GOAL OF THE EXERCISE:
The answer must consist of each line below that contains the word "actions", copied in full.

Source records:
☆ ☆ ☆ ☆ ☆ ☆ ☆

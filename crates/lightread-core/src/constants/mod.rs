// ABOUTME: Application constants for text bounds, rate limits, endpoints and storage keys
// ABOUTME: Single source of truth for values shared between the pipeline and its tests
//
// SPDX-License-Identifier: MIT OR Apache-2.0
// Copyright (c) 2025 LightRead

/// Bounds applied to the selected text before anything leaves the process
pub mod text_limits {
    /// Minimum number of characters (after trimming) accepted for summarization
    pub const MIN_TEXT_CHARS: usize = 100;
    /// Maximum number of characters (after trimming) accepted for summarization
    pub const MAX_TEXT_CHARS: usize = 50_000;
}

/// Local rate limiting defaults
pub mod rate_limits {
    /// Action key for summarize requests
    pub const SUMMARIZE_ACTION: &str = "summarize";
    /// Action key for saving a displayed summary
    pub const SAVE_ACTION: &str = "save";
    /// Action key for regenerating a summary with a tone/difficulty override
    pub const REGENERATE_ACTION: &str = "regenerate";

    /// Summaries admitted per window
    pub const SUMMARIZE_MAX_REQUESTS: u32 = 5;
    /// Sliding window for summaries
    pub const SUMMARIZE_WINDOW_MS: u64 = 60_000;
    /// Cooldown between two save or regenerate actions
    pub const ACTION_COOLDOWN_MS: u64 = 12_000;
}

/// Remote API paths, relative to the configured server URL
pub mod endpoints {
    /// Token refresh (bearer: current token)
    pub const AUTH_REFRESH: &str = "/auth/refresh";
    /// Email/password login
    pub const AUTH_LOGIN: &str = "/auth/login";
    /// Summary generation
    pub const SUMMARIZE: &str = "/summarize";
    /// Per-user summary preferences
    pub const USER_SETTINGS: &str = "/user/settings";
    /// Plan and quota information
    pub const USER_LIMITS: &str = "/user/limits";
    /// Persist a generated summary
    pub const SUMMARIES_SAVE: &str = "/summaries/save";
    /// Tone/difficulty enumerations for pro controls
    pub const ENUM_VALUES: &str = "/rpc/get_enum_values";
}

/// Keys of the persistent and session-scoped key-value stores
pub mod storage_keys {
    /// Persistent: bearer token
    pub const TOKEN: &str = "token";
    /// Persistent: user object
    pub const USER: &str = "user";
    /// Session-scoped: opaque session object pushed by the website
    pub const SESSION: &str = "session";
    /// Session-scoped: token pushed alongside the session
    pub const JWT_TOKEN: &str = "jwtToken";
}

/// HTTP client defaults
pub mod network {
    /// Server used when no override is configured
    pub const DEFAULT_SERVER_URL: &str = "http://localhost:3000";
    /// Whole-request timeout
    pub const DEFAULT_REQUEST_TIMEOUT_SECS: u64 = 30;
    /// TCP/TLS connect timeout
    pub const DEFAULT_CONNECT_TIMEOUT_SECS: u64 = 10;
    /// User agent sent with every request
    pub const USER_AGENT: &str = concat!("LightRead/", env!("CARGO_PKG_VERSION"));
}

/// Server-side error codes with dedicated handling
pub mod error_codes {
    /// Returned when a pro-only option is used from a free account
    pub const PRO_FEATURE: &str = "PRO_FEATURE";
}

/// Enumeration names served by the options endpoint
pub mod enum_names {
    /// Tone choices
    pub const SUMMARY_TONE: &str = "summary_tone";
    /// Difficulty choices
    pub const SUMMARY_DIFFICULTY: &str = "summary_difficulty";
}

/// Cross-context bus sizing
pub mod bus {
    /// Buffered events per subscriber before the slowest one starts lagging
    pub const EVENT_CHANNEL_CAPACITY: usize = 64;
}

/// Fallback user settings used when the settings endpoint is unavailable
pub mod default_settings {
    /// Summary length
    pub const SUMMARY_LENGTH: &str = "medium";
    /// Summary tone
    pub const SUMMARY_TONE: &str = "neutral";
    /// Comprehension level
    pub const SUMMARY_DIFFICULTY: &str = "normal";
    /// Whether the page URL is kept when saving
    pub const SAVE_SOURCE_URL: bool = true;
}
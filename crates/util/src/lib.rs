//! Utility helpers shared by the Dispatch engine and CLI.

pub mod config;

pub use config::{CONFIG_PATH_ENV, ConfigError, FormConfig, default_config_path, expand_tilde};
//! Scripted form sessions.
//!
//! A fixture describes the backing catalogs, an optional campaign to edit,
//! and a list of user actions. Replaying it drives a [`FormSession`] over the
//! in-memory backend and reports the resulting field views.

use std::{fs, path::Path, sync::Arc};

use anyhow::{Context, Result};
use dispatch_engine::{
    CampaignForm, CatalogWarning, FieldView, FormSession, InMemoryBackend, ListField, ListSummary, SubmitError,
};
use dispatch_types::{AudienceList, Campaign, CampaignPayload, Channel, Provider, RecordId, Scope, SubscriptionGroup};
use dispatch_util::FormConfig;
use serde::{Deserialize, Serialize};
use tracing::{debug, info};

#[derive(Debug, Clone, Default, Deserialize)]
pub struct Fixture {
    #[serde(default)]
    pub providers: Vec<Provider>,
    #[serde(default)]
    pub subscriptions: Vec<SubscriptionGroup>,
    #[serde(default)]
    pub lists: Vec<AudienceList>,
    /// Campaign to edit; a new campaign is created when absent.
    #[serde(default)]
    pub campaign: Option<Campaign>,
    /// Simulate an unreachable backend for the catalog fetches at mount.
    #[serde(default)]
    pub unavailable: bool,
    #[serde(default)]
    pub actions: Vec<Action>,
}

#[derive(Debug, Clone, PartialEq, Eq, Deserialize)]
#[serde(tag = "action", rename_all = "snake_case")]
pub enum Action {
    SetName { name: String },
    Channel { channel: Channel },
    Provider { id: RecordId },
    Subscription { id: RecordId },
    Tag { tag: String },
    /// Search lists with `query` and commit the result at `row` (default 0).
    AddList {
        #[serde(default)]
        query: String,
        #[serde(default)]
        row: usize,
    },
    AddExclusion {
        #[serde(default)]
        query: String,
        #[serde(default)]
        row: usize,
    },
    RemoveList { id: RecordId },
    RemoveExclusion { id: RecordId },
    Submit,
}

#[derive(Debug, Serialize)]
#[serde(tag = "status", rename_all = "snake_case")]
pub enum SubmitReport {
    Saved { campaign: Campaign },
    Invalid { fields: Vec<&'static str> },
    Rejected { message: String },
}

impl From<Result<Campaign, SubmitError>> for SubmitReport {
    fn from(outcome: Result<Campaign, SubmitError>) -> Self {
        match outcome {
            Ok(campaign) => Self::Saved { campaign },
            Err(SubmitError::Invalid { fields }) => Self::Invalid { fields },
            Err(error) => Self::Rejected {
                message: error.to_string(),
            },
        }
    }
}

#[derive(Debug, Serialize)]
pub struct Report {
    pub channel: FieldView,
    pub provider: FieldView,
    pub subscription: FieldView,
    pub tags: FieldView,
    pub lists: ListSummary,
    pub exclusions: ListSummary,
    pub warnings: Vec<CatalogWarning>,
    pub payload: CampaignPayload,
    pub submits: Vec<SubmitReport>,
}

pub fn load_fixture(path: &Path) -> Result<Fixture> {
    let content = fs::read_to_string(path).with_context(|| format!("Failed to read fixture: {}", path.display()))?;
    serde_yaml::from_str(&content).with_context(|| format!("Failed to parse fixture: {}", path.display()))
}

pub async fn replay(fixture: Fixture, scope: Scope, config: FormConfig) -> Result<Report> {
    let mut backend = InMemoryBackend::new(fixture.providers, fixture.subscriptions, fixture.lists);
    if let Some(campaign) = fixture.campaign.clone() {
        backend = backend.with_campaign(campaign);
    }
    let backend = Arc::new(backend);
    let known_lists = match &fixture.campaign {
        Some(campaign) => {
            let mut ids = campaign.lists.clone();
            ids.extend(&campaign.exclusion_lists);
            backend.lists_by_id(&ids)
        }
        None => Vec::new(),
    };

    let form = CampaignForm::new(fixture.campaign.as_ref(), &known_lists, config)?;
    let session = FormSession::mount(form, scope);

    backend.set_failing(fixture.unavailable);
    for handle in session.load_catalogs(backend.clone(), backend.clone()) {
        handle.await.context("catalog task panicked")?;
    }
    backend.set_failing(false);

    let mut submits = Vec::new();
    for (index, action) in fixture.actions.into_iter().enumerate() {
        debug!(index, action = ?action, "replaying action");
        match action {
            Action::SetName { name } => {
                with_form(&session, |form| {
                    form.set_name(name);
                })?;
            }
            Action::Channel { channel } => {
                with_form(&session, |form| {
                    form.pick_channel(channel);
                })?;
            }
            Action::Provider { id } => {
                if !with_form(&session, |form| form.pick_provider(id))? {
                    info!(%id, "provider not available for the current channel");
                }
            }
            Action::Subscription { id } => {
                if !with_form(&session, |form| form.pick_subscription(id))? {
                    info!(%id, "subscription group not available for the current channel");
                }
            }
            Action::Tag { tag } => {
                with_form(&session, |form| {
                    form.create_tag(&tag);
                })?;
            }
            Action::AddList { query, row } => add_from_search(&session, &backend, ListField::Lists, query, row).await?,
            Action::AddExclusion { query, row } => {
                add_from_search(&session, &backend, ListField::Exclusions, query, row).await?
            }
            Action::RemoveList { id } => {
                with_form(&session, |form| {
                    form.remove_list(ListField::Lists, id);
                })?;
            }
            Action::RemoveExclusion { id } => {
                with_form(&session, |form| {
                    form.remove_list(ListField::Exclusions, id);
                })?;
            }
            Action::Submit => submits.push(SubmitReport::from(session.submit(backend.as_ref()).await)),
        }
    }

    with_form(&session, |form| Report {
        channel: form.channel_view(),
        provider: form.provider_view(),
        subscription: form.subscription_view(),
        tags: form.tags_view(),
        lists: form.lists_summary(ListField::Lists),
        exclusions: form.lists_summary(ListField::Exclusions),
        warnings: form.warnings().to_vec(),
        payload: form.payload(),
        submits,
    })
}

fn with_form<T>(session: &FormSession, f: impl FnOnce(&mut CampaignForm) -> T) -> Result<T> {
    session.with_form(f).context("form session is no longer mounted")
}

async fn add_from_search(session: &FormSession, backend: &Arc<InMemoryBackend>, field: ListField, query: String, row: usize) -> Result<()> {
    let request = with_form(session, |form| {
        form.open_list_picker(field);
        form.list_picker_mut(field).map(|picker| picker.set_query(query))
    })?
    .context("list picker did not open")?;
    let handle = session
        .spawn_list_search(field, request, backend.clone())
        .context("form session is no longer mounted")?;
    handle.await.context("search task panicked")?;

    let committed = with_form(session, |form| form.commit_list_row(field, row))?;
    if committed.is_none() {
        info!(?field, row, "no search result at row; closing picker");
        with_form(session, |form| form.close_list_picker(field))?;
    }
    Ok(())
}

☆ ☆ ☆ ☆ ☆ ☆ ☆

RESULT FOR THIS EXERCISE:
    /// Cooldown between two save or regenerate actions
//! and a list of user actions. Replaying it drives a [`FormSession`] over the
    pub actions: Vec<Action>,
    for (index, action) in fixture.actions.into_iter().enumerate() {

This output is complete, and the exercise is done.